## Work to complete
For the entries below, print exactly the lines between the line holding "filename src/lib.rs" and the line holding "detail panels, colour", inclusive, and nothing else.

-------- Records shown --------

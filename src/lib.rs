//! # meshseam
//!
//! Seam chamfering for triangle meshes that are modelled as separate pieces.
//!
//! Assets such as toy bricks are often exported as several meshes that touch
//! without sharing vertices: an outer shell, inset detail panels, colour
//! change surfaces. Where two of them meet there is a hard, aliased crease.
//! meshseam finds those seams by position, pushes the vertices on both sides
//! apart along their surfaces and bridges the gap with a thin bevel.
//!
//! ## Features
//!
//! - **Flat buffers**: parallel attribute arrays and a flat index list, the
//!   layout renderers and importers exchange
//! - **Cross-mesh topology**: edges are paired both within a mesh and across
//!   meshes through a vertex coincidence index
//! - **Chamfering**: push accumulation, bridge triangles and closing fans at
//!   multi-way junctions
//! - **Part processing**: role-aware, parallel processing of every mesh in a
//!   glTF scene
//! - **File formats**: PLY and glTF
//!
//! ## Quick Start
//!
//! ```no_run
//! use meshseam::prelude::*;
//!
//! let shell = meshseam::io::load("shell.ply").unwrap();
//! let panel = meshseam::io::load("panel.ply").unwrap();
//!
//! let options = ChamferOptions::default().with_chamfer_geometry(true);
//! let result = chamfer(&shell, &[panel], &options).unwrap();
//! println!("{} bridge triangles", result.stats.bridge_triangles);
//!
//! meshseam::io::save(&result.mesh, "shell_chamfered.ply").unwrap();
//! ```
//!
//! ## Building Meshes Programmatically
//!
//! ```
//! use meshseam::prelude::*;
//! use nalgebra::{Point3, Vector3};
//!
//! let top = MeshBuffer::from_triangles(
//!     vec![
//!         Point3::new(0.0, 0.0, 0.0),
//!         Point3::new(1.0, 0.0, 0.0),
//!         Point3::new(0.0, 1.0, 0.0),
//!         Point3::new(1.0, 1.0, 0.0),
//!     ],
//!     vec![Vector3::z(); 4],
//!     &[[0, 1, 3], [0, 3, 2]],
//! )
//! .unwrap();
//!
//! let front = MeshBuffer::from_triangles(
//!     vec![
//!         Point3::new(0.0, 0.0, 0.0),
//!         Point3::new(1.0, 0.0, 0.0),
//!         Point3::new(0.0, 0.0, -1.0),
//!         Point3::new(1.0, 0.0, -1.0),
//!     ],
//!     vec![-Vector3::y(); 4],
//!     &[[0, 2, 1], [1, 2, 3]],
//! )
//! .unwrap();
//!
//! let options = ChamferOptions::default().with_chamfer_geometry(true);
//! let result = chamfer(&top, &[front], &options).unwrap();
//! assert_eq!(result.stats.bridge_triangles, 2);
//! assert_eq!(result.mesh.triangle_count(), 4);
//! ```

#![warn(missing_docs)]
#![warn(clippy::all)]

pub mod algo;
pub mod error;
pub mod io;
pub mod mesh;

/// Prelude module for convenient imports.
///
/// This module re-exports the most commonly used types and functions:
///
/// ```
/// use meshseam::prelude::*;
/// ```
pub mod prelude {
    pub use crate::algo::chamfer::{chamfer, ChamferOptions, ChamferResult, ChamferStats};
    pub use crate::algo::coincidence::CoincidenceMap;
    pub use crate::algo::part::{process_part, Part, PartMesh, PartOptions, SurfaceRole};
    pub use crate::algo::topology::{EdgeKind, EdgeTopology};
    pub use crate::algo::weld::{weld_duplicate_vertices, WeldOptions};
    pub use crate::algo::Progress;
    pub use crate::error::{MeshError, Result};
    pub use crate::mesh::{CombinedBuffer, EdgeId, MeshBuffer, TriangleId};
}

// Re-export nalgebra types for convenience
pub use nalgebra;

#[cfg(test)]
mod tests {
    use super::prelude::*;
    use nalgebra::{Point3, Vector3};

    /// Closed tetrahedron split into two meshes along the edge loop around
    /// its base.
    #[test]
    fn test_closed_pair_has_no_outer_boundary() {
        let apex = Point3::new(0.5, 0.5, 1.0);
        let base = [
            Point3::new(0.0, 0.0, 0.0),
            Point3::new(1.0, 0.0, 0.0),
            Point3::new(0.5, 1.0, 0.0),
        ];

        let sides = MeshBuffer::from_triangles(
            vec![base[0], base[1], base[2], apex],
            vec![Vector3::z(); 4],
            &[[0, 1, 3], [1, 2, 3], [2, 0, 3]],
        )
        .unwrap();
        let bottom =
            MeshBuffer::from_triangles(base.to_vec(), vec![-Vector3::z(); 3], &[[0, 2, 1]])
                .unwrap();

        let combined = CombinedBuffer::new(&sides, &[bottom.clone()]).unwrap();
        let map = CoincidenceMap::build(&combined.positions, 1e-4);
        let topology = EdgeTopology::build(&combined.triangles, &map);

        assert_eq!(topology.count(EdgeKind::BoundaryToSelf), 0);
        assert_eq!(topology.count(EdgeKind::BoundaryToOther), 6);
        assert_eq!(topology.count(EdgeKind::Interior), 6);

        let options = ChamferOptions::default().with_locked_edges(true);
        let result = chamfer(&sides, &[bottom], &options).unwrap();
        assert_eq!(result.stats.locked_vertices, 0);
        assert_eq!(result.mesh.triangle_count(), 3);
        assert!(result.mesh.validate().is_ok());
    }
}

--------
-------- Records shown --------

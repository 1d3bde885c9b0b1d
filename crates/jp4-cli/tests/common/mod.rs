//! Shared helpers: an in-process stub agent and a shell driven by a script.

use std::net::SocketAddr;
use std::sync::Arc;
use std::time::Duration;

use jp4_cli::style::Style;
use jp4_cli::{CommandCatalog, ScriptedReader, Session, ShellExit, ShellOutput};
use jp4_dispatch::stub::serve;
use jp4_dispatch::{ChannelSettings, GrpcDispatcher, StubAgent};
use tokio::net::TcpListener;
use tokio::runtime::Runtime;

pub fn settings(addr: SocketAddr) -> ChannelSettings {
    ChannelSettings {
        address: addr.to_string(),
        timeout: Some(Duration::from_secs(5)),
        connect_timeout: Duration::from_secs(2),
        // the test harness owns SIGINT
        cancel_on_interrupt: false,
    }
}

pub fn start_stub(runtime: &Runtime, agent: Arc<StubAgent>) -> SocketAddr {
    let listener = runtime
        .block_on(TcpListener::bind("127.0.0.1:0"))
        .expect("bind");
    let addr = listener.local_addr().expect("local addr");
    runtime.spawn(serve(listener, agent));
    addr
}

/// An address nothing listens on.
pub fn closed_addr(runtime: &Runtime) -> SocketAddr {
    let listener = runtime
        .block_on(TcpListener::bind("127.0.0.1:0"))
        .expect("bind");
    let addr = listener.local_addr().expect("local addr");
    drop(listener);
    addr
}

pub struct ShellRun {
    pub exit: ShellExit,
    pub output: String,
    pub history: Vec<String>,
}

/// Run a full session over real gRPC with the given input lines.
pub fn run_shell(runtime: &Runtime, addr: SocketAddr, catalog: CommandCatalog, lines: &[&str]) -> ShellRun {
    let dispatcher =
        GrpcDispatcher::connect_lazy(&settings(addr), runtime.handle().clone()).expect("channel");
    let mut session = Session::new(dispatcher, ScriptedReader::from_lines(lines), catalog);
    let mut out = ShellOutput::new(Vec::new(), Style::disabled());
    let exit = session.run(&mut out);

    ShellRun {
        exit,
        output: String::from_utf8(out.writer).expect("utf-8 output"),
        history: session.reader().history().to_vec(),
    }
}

--------

## Result of the exercise
filename src/lib.rs
//! # meshseam
//!
//! Seam chamfering for triangle meshes that are modelled as separate pieces.
//!
//! Assets such as toy bricks are often exported as several meshes that touch
//! without sharing vertices: an outer shell, inset detail panels, colour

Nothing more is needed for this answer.